# Four Javascript problems solved in one Monster Post

Last week I solved all the 20 problems of a Javascript Challenge on FreeCodeCamp and damn, I feel satisfied already but I know there's still a lot to go, I am still just at the beginning, just a few steps away from the finish line, but at least I already advanced some distance, right? This is the first time I'm using @ecency to write a post and I'm not sure how I'll feel about it. Over the past 4 years most of my posts were written on hive.blog and actifit although I did use esteem a few times to publish my crap so I'm not a newbie when it comes to using other platforms.
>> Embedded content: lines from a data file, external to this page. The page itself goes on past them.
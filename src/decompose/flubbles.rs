// SPDX-License-Identifier: MPL-2.0
//! Flubble discovery: turns clean cycle-equivalence classes into
//! two-boundary regions.
//!
//! A class's tree edges lie on one root path. Walking them in depth order
//! (nested-class gaps crossed as pass-throughs) the boundary nodes of the
//! region are exactly the nodes flanked by two link-type connections: the
//! points where the class's cycles reverse. The flanking connections at
//! the chain's two ends come from the class's own brackets: how its
//! cycles close at (or continue past) the shallowest and deepest node.

use crate::cycle_equiv::ClassInfo;
use crate::pvst::Family;
use crate::spanning_tree::{BackEdge, BackVia, SpanningTree, TreeConn};

/// A region candidate: two boundary nodes, the DFS span it covers, and the
/// family it will be filed under.
#[derive(Debug, Clone)]
pub(crate) struct Region {
    /// Shallower boundary node (the entry).
    pub upper: usize,
    /// Deeper boundary node (the exit).
    pub lower: usize,
    /// DFS node interval covered by the region, endpoints included.
    pub span: (usize, usize),
    /// Sub-intervals of `span` that belong to the graph beyond a boundary,
    /// not to the region: the subtree behind a boundary vertex's off-path
    /// twin end.
    pub holes: Vec<(usize, usize)>,
    /// Family the region is filed under.
    pub family: Family,
    /// Whether an orientation-flipping connection participates.
    pub hairpin: bool,
}

impl Region {
    /// Whether a DFS node belongs to the region.
    pub fn contains_node(&self, node: usize) -> bool {
        node >= self.span.0
            && node <= self.span.1
            && !self.holes.iter().any(|&(a, b)| node >= a && node <= b)
    }

    /// Whether another region's whole span sits inside this one.
    pub fn contains_region(&self, other: &Region) -> bool {
        self.span.0 <= other.span.0
            && other.span.1 <= self.span.1
            && !self
                .holes
                .iter()
                .any(|&(a, b)| a <= other.span.0 && other.span.1 <= b)
    }
}

/// Result of a successful boundary extraction.
#[derive(Debug, Clone)]
pub(crate) struct Extraction {
    pub upper: usize,
    pub lower: usize,
    pub span: (usize, usize),
    pub holes: Vec<(usize, usize)>,
    pub hairpin: bool,
}

#[derive(Debug, Clone, Copy, PartialEq, Eq)]
enum Conn {
    /// Crossing through a vertex (twin connection) or through a nested
    /// region's gap.
    Pass,
    /// A graph edge.
    Link { inverting: bool },
}

impl Conn {
    fn is_link(self) -> bool {
        matches!(self, Conn::Link { .. })
    }

    fn is_inverting(self) -> bool {
        matches!(self, Conn::Link { inverting: true })
    }
}

/// Scans every bracketed class once: clean ones become flubble regions,
/// inversion-tainted ones are deferred to the smothered pass.
pub(crate) fn find_flubbles(
    st: &SpanningTree,
    classes: &[ClassInfo],
) -> (Vec<Region>, Vec<usize>) {
    let mut regions = Vec::new();
    let mut inverting_deferred = Vec::new();

    for (cid, class) in classes.iter().enumerate() {
        if !class.has_brackets {
            continue;
        }
        if class.inverting_taint {
            inverting_deferred.push(cid);
            continue;
        }
        if let Some(x) = extract_boundaries(st, &class.edges, &class.brackets) {
            regions.push(Region {
                upper: x.upper,
                lower: x.lower,
                span: x.span,
                holes: x.holes,
                family: Family::Flubble,
                hairpin: x.hairpin,
            });
        }
    }
    (regions, inverting_deferred)
}

/// Runs the reversal-node boundary extraction over a set of tree edges
/// (each named by its child node), using the back-edges whose brackets cut
/// them. Returns `None` when the edges do not sit on one root path or do
/// not close into exactly two boundaries.
pub(crate) fn extract_boundaries(
    st: &SpanningTree,
    edges: &[usize],
    brackets: &[usize],
) -> Option<Extraction> {
    if edges.is_empty() {
        return None;
    }

    let mut pairs: Vec<(usize, usize, Conn)> = Vec::with_capacity(edges.len());
    for &child in edges {
        let parent = st.parent_of(child)?;
        let conn = match st.conn_of(child) {
            TreeConn::Root => return None,
            TreeConn::Twin => Conn::Pass,
            TreeConn::Link(_) => Conn::Link {
                inverting: st.tree_edge_inverting(child),
            },
        };
        pairs.push((parent, child, conn));
    }
    pairs.sort_by_key(|&(upper, _, _)| upper);

    // the edges must form a chain down one root path, gaps allowed
    for w in pairs.windows(2) {
        let (_, prev_lower, _) = w[0];
        let (next_upper, _, _) = w[1];
        if !st.is_ancestor(prev_lower, next_upper) {
            return None;
        }
    }

    let shallowest = pairs[0].0;
    let deepest = pairs[pairs.len() - 1].1;
    let (top, bottom) = end_conns(st, brackets, shallowest, deepest);

    let mut nodes = vec![shallowest];
    let mut conns: Vec<Conn> = Vec::new();
    for &(upper, lower, conn) in &pairs {
        if *nodes.last()? != upper {
            conns.push(Conn::Pass);
            nodes.push(upper);
        }
        conns.push(conn);
        nodes.push(lower);
    }

    let mut boundaries = Vec::new();
    for (i, &node) in nodes.iter().enumerate() {
        let before = if i == 0 { top } else { conns[i - 1] };
        let after = if i == nodes.len() - 1 { bottom } else { conns[i] };
        if before.is_link() && after.is_link() {
            boundaries.push(node);
        }
    }
    if boundaries.len() != 2 {
        return None;
    }

    let (upper, lower) = if boundaries[0] < boundaries[1] {
        (boundaries[0], boundaries[1])
    } else {
        (boundaries[1], boundaries[0])
    };
    let span = (shallowest, st.last_desc_of(deepest));

    // a boundary vertex is entered and left through the same end; whatever
    // hangs behind its other end is the graph beyond the region, not region
    // content, even when the DFS tucked it inside the span
    let mut holes = Vec::new();
    for &boundary in &[upper, lower] {
        for &child in st.children_of(boundary) {
            if st.conn_of(child) != TreeConn::Twin {
                continue;
            }
            if !nodes.contains(&child) && child >= span.0 && child <= span.1 {
                holes.push((child, st.last_desc_of(child)));
            }
        }
    }

    Some(Extraction {
        upper,
        lower,
        span,
        holes,
        hairpin: conns.iter().any(|c| c.is_inverting())
            || top.is_inverting()
            || bottom.is_inverting(),
    })
}

/// How the brackets' cycles meet the two ends of the edge chain: closing
/// there (a link-type reversal) or passing through to structure beyond.
fn end_conns(
    st: &SpanningTree,
    brackets: &[usize],
    shallowest: usize,
    deepest: usize,
) -> (Conn, Conn) {
    let bes: Vec<&BackEdge> = brackets.iter().map(|&id| st.back_edge(id)).collect();

    // a single back-edge closing the whole chain settles both ends
    if let Some(be) = bes
        .iter()
        .copied()
        .find(|be| be.lower == deepest && be.upper == shallowest)
    {
        return (via_conn(be), via_conn(be));
    }

    // brackets alive over the topmost edge: do they all retire at the
    // shallowest node, or does some cycle continue above it?
    let top_alive: Vec<&BackEdge> = bes
        .iter()
        .copied()
        .filter(|be| be.upper <= shallowest)
        .collect();
    let top = if top_alive.is_empty() {
        Conn::Pass
    } else if top_alive.iter().all(|be| be.upper == shallowest) {
        Conn::Link { inverting: false }
    } else {
        // a cycle runs on through the tree edge above the shallowest node
        child_conn(st, shallowest)
    };

    // symmetric at the bottom: a bracket may originate at the deepest node
    // itself or somewhere below it
    let bot_alive: Vec<&BackEdge> = bes
        .iter()
        .copied()
        .filter(|be| st.is_ancestor(deepest, be.lower))
        .collect();
    let bottom = if bot_alive.is_empty() {
        Conn::Pass
    } else if let Some(be) = bot_alive.iter().copied().find(|be| be.lower == deepest) {
        via_conn(be)
    } else {
        st.children_of(deepest)
            .iter()
            .find(|&&c| bot_alive.iter().any(|be| st.is_ancestor(c, be.lower)))
            .map(|&c| child_conn(st, c))
            .unwrap_or(Conn::Pass)
    };

    (top, bottom)
}

fn via_conn(be: &BackEdge) -> Conn {
    match be.via {
        BackVia::Twin => Conn::Pass,
        BackVia::Link(_) => Conn::Link {
            inverting: be.inverting,
        },
    }
}

fn child_conn(st: &SpanningTree, child: usize) -> Conn {
    match st.conn_of(child) {
        TreeConn::Root | TreeConn::Twin => Conn::Pass,
        TreeConn::Link(_) => Conn::Link {
            inverting: st.tree_edge_inverting(child),
        },
    }
}

#[cfg(test)]
mod test {
    use super::*;
    use crate::bidirected::{VariationGraph, VgBuilder};
    use crate::cycle_equiv::assign_classes;
    use crate::types::VtxEnd::{Left, Right};

    fn boundaries_of(g: &VariationGraph) -> Vec<(u32, crate::types::VtxEnd, u32, crate::types::VtxEnd)> {
        let mut st = crate::spanning_tree::SpanningTree::from_graph(g).unwrap();
        let (classes, _) = assign_classes(&mut st);
        let (regions, _) = find_flubbles(&st, &classes);
        regions
            .iter()
            .map(|r| {
                let (uv, ue) = st.end_of(r.upper).unwrap();
                let (lv, le) = st.end_of(r.lower).unwrap();
                (
                    g.v_idx_to_id(uv).0,
                    ue,
                    g.v_idx_to_id(lv).0,
                    le,
                )
            })
            .collect()
    }

    #[test]
    fn sub_bubble_boundaries() {
        let mut b = VgBuilder::new();
        for id in 1..=4 {
            b.add_vertex(id, "A").unwrap();
        }
        b.add_edge(1, Right, 2, Left).unwrap();
        b.add_edge(1, Right, 3, Left).unwrap();
        b.add_edge(2, Right, 4, Left).unwrap();
        b.add_edge(3, Right, 4, Left).unwrap();
        let g = b.freeze().unwrap();
        assert_eq!(boundaries_of(&g), vec![(1, Right, 4, Left)]);
    }

    #[test]
    fn deletion_bubble_boundaries() {
        let mut b = VgBuilder::new();
        for id in 1..=3 {
            b.add_vertex(id, "A").unwrap();
        }
        b.add_edge(1, Right, 2, Left).unwrap();
        b.add_edge(2, Right, 3, Left).unwrap();
        b.add_edge(1, Right, 3, Left).unwrap();
        let g = b.freeze().unwrap();
        assert_eq!(boundaries_of(&g), vec![(1, Right, 3, Left)]);
    }

    #[test]
    fn single_arm_classes_yield_nothing() {
        // a three-arm bubble: the two arm classes must not become regions
        let mut b = VgBuilder::new();
        for id in 1..=5 {
            b.add_vertex(id, "A").unwrap();
        }
        for arm in [2, 3, 4] {
            b.add_edge(1, Right, arm, Left).unwrap();
            b.add_edge(arm, Right, 5, Left).unwrap();
        }
        let g = b.freeze().unwrap();
        assert_eq!(boundaries_of(&g), vec![(1, Right, 5, Left)]);
    }

    #[test]
    fn empty_edge_set_has_no_boundaries() {
        let mut b = VgBuilder::new();
        b.add_vertex(1, "A").unwrap();
        let g = b.freeze().unwrap();
        let st = crate::spanning_tree::SpanningTree::from_graph(&g).unwrap();
        assert!(extract_boundaries(&st, &[], &[]).is_none());
    }

    #[test]
    fn segment_classes_whose_cycles_continue_past_them_yield_nothing() {
        // overlapping bubbles 1->{2,3}->4 and 2->{3}->5: the 3R-5L edge is
        // its own class, but its cycle passes through 3 and closes at 2R,
        // so the segment alone is no region
        let mut b = VgBuilder::new();
        for id in 1..=5 {
            b.add_vertex(id, "A").unwrap();
        }
        b.add_edge(1, Right, 2, Left).unwrap();
        b.add_edge(2, Right, 3, Left).unwrap();
        b.add_edge(3, Right, 4, Left).unwrap();
        b.add_edge(1, Right, 4, Left).unwrap();
        b.add_edge(3, Right, 5, Left).unwrap();
        b.add_edge(2, Right, 5, Left).unwrap();
        let g = b.freeze().unwrap();
        // only the first bubble closes within its own class
        assert_eq!(boundaries_of(&g), vec![(1, Right, 4, Left)]);
    }
}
As with every post related to coding, I'll update my How long does it take to become a developer table so you get an idea how much time I've spent learning and also, in case you want to become a dev yourself, you get a general idea of how much sweat, tears, blood and time you should consider giving to this life project.

ConceptTime spent
Researching Howto8 hours
Learning Javascript46 hours (so far)

## The Problems

A small index in case you want to know what the problems are about:

• Truncate string
• Chunky Monkey - Split an array into groups of a size and return them as a two dimensional array.
• Slasher - Return the remaining elements of an array after chopping off n elements from the head.
• Mutations - Return true if the first element of the array contains all of the letters of the string in the second element of the array.

## Truncate string

We have to truncate a string (first argument) if it is longer than the given maximum string length (second argument). Then we have to return the string with a "..." ending.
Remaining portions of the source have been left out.